Collected data entries:
========================

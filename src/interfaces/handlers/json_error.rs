use actix_web::{
    error::{JsonPayloadError, PathError},
    http::StatusCode,
    HttpResponse, ResponseError,
};
use serde_json::json;

pub fn json_error(status: StatusCode, error: &str) -> HttpResponse {
    HttpResponse::build(status).json(json!({ "error": error }))
}

/// Body and path extraction failures rendered in the API's JSON error shape.
#[derive(Debug)]
pub struct JsonError {
    message: String,
    status: StatusCode,
}

impl std::fmt::Display for JsonError {
    fn fmt(&self, f: &mut std::fmt::Formatter<'_>) -> std::fmt::Result {
        write!(f, "{}", self.message)
    }
}

impl ResponseError for JsonError {
    fn status_code(&self) -> StatusCode {
        self.status
    }

    fn error_response(&self) -> HttpResponse {
        json_error(self.status, &self.message)
    }
}

impl From<JsonPayloadError> for JsonError {
    fn from(err: JsonPayloadError) -> Self {
        let status = match err {
            JsonPayloadError::OverflowKnownLength { .. } | JsonPayloadError::Overflow { .. } => {
                StatusCode::PAYLOAD_TOO_LARGE
            }
            JsonPayloadError::ContentType => StatusCode::UNSUPPORTED_MEDIA_TYPE,
            _ => StatusCode::BAD_REQUEST,
        };
        JsonError {
            message: format!("Invalid JSON body: {}", err),
            status,
        }
    }
}

/// A path segment that does not parse (e.g. a non-numeric id) cannot name a record.
impl From<PathError> for JsonError {
    fn from(err: PathError) -> Self {
        tracing::debug!("Path extraction failed: {}", err);
        JsonError {
            message: "Resource not found".to_string(),
            status: StatusCode::NOT_FOUND,
        }
    }
}

#[cfg(test)]
mod tests {
    use super::*;

    #[test]
    fn content_type_errors_are_415() {
        let err = JsonError::from(JsonPayloadError::ContentType);
        assert_eq!(err.status_code(), StatusCode::UNSUPPORTED_MEDIA_TYPE);
    }
}
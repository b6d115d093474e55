use serde::{ Serialize, Deserialize };

#[derive(Debug, Serialize, Deserialize)]
#[serde(rename_all = "camelCase")]
pub struct AuthResponse {
    pub access_token: String,
    pub token_type: String,
    /// Seconds until the access token expires.
    pub expires_in: i64,
}

impl AuthResponse {
    pub fn new(access_token: String, expires_in: i64) -> Self {
        AuthResponse {
            access_token,
            token_type: "Bearer".to_string(),
            expires_in,
        }
    }
}

#[derive(Debug, Serialize, Deserialize, Clone, PartialEq)]
pub struct Claims {
    /// User id.
    pub sub: String,
    pub username: String,
    pub admin: bool,
    pub exp: usize,
    pub iat: usize,
}
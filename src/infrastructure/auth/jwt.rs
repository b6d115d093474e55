use jsonwebtoken::{encode, Header, decode, Validation, TokenData, Algorithm};
use chrono::{Utc, Duration};

use crate::entities::token::Claims;
use crate::entities::user::User;
use crate::repositories::token::TokenServiceRepository;
use crate::settings::{AppConfig, JwtKeys};
use crate::errors::AuthError;

const JWT_ALGORITHM: Algorithm = Algorithm::HS512;

#[derive(Clone)]
pub struct JwtService {
    keys: JwtKeys,
    access_expiration: Duration,
}

impl JwtService {
    pub fn new(config: &AppConfig) -> Self {
        JwtService {
            keys: JwtKeys::from(config),
            access_expiration: Duration::minutes(config.jwt_expiration_minutes),
        }
    }

    fn encode_claims(&self, claims: &Claims) -> Result<String, AuthError> {
        encode(&Header::new(JWT_ALGORITHM), claims, &self.keys.encoding).map_err(|e| {
            tracing::warn!("Failed to create JWT: {}", e);
            AuthError::TokenCreation
        })
    }
}

impl TokenServiceRepository for JwtService {
    fn create_jwt(&self, user: &User) -> Result<String, AuthError> {
        let now = Utc::now();
        let exp = (now + self.access_expiration).timestamp() as usize;

        let claims = Claims {
            sub: user.id.to_string(),
            username: user.username.clone(),
            admin: user.is_admin,
            exp,
            iat: now.timestamp() as usize,
        };

        self.encode_claims(&claims)
    }

    fn decode_jwt(&self, token: &str) -> Result<TokenData<Claims>, AuthError> {
        let mut validation = Validation::new(JWT_ALGORITHM);
        validation.validate_exp = true;
        validation.leeway = 0;

        decode::<Claims>(token, &self.keys.decoding, &validation).map_err(AuthError::from)
    }

    fn expires_in_secs(&self) -> i64 {
        self.access_expiration.num_seconds()
    }
}

#[cfg(test)]
impl JwtService {
    /// Signs arbitrary claims so tests can build expired or forged tokens.
    pub fn sign(&self, claims: &Claims) -> Result<String, AuthError> {
        self.encode_claims(claims)
    }
}

#[cfg(test)]
mod tests {
    use super::*;
    use crate::settings::AppEnvironment;

    fn config(secret: &str) -> AppConfig {
        AppConfig {
            env: AppEnvironment::Testing,
            name: "test".into(),
            port: 0,
            host: "127.0.0.1".into(),
            worker_count: 1,
            database_url: "sqlite::memory:".into(),
            database_max_connections: 1,
            cors_allowed_origins: vec![],
            jwt_secret: secret.into(),
            jwt_expiration_minutes: 15,
            admin_username: None,
            admin_password: None,
            public_cache_ttl_secs: 60,
            contact_rate_limit: 5,
            contact_rate_window_secs: 3600,
            trust_x_forwarded_for: false,
        }
    }

    fn user() -> User {
        User {
            id: 42,
            username: "admin".into(),
            password_hash: String::new(),
            is_admin: true,
            created_at: Utc::now(),
        }
    }

    #[test]
    fn round_trips_claims() {
        let service = JwtService::new(&config("0123456789abcdef0123456789abcdef"));
        let token = service.create_jwt(&user()).unwrap();

        let claims = service.decode_jwt(&token).unwrap().claims;
        assert_eq!(claims.sub, "42");
        assert_eq!(claims.username, "admin");
        assert!(claims.admin);
        assert_eq!(service.expires_in_secs(), 900);
    }

    #[test]
    fn expired_token_is_rejected() {
        let service = JwtService::new(&config("0123456789abcdef0123456789abcdef"));
        let past = Utc::now().timestamp() as usize - 10;
        let token = service
            .sign(&Claims {
                sub: "42".into(),
                username: "admin".into(),
                admin: true,
                exp: past,
                iat: past - 60,
            })
            .unwrap();

        assert!(matches!(service.decode_jwt(&token), Err(AuthError::TokenExpired)));
    }

    #[test]
    fn token_from_another_secret_is_invalid() {
        let issuer = JwtService::new(&config("0123456789abcdef0123456789abcdef"));
        let verifier = JwtService::new(&config("fedcba9876543210fedcba9876543210"));
        let token = issuer.create_jwt(&user()).unwrap();

        assert!(matches!(verifier.decode_jwt(&token), Err(AuthError::InvalidToken)));
    }
}
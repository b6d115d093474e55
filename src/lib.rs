use actix_cors::Cors;
use actix_web::http::{header, Method};
use sqlx::SqlitePool;

mod domain;
mod interfaces;
mod infrastructure;
pub mod errors;
pub mod settings;
pub mod constants;
pub mod graceful_shutdown;
pub mod background_task;
pub mod shared_repos;

pub use domain::{entities, password, use_cases};
pub use interfaces::{handlers, middlewares, repositories, routes};
pub use infrastructure::{auth, cache, db, limiter, utils};

use auth::{denylist::TokenDenylist, jwt::JwtService};
use cache::content_cache::ContentCache;
use limiter::rate_limiter::RateLimiterStore;
use repositories::sqlx_repo::{
    SqlxAboutRepo, SqlxContactMessageRepo, SqlxLegalRepo, SqlxProjectRepo, SqlxSkillRepo,
    SqlxTestimonialRepo, SqlxUserRepo,
};
use shared_repos::SharedRepositories;
use use_cases::{
    about::AboutHandler, auth::AuthHandler, contact::ContactHandler, legal::LegalHandler,
    projects::ProjectHandler, skills::SkillHandler, testimonials::TestimonialHandler,
};

pub type AppAuthHandler = AuthHandler<SqlxUserRepo, JwtService>;

pub struct AppState {
    pub auth_handler: AppAuthHandler,
    pub project_handler: ProjectHandler<SqlxProjectRepo>,
    pub skill_handler: SkillHandler<SqlxSkillRepo>,
    pub testimonial_handler: TestimonialHandler<SqlxTestimonialRepo>,
    pub contact_handler: ContactHandler<SqlxContactMessageRepo>,
    pub about_handler: AboutHandler<SqlxAboutRepo>,
    pub legal_handler: LegalHandler<SqlxLegalRepo>,
    pub content_cache: ContentCache,
    pub contact_limiter: RateLimiterStore,
    pub trust_x_forwarded_for: bool,
    pub pool: SqlitePool,
}

impl AppState {
    pub fn new(config: &settings::AppConfig, pool: SqlitePool) -> Self {
        let repos = SharedRepositories::new(pool.clone());
        let content_cache = ContentCache::new(config.public_cache_ttl());

        AppState {
            auth_handler: AuthHandler::new(
                repos.user_repo,
                JwtService::new(config),
                TokenDenylist::new(),
            ),
            project_handler: ProjectHandler::new(repos.project_repo, content_cache.clone()),
            skill_handler: SkillHandler::new(repos.skill_repo, content_cache.clone()),
            testimonial_handler: TestimonialHandler::new(repos.testimonial_repo, content_cache.clone()),
            contact_handler: ContactHandler::new(repos.contact_repo),
            about_handler: AboutHandler::new(repos.about_repo, content_cache.clone()),
            legal_handler: LegalHandler::new(repos.legal_repo, content_cache.clone()),
            content_cache,
            contact_limiter: RateLimiterStore::new(
                config.contact_rate_window(),
                config.contact_rate_limit,
            ),
            trust_x_forwarded_for: config.trust_x_forwarded_for,
            pool,
        }
    }
}

/// CORS policy from configuration; `*` allows any origin.
pub fn build_cors(config: &settings::AppConfig) -> Cors {
    let origins = config.cors_origins();

    let cors = if origins.iter().any(|o| o == "*") {
        Cors::default().allow_any_origin()
    } else {
        origins
            .iter()
            .fold(Cors::default(), |cors, origin| cors.allowed_origin(origin))
    };

    cors.allowed_methods([Method::GET, Method::POST, Method::PUT, Method::DELETE, Method::OPTIONS])
        .allowed_headers([header::AUTHORIZATION, header::CONTENT_TYPE, header::ACCEPT])
        .expose_headers([header::RETRY_AFTER])
        .max_age(3600)
}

========================

The entries above hold a line with "#[derive(Debug, Serialize, Deserialize)]" and a later line with "fn encode_claims(&self, claims: &Claims)". Write out exactly those lines and all lines between, nothing more.

#[derive(Debug, Serialize, Deserialize)]
#[serde(rename_all = "camelCase")]
pub struct AuthResponse {
    pub access_token: String,
    pub token_type: String,
    /// Seconds until the access token expires.
    pub expires_in: i64,
}

impl AuthResponse {
    pub fn new(access_token: String, expires_in: i64) -> Self {
        AuthResponse {
            access_token,
            token_type: "Bearer".to_string(),
            expires_in,
        }
    }
}

#[derive(Debug, Serialize, Deserialize, Clone, PartialEq)]
pub struct Claims {
    /// User id.
    pub sub: String,
    pub username: String,
    pub admin: bool,
    pub exp: usize,
    pub iat: usize,
}
filename src/infrastructure/auth/jwt.rs
repository b6d115d093474e55
use jsonwebtoken::{encode, Header, decode, Validation, TokenData, Algorithm};
use chrono::{Utc, Duration};

use crate::entities::token::Claims;
use crate::entities::user::User;
use crate::repositories::token::TokenServiceRepository;
use crate::settings::{AppConfig, JwtKeys};
use crate::errors::AuthError;

const JWT_ALGORITHM: Algorithm = Algorithm::HS512;

#[derive(Clone)]
pub struct JwtService {
    keys: JwtKeys,
    access_expiration: Duration,
}

impl JwtService {
    pub fn new(config: &AppConfig) -> Self {
        JwtService {
            keys: JwtKeys::from(config),
            access_expiration: Duration::minutes(config.jwt_expiration_minutes),
        }
    }

    fn encode_claims(&self, claims: &Claims) -> Result<String, AuthError> {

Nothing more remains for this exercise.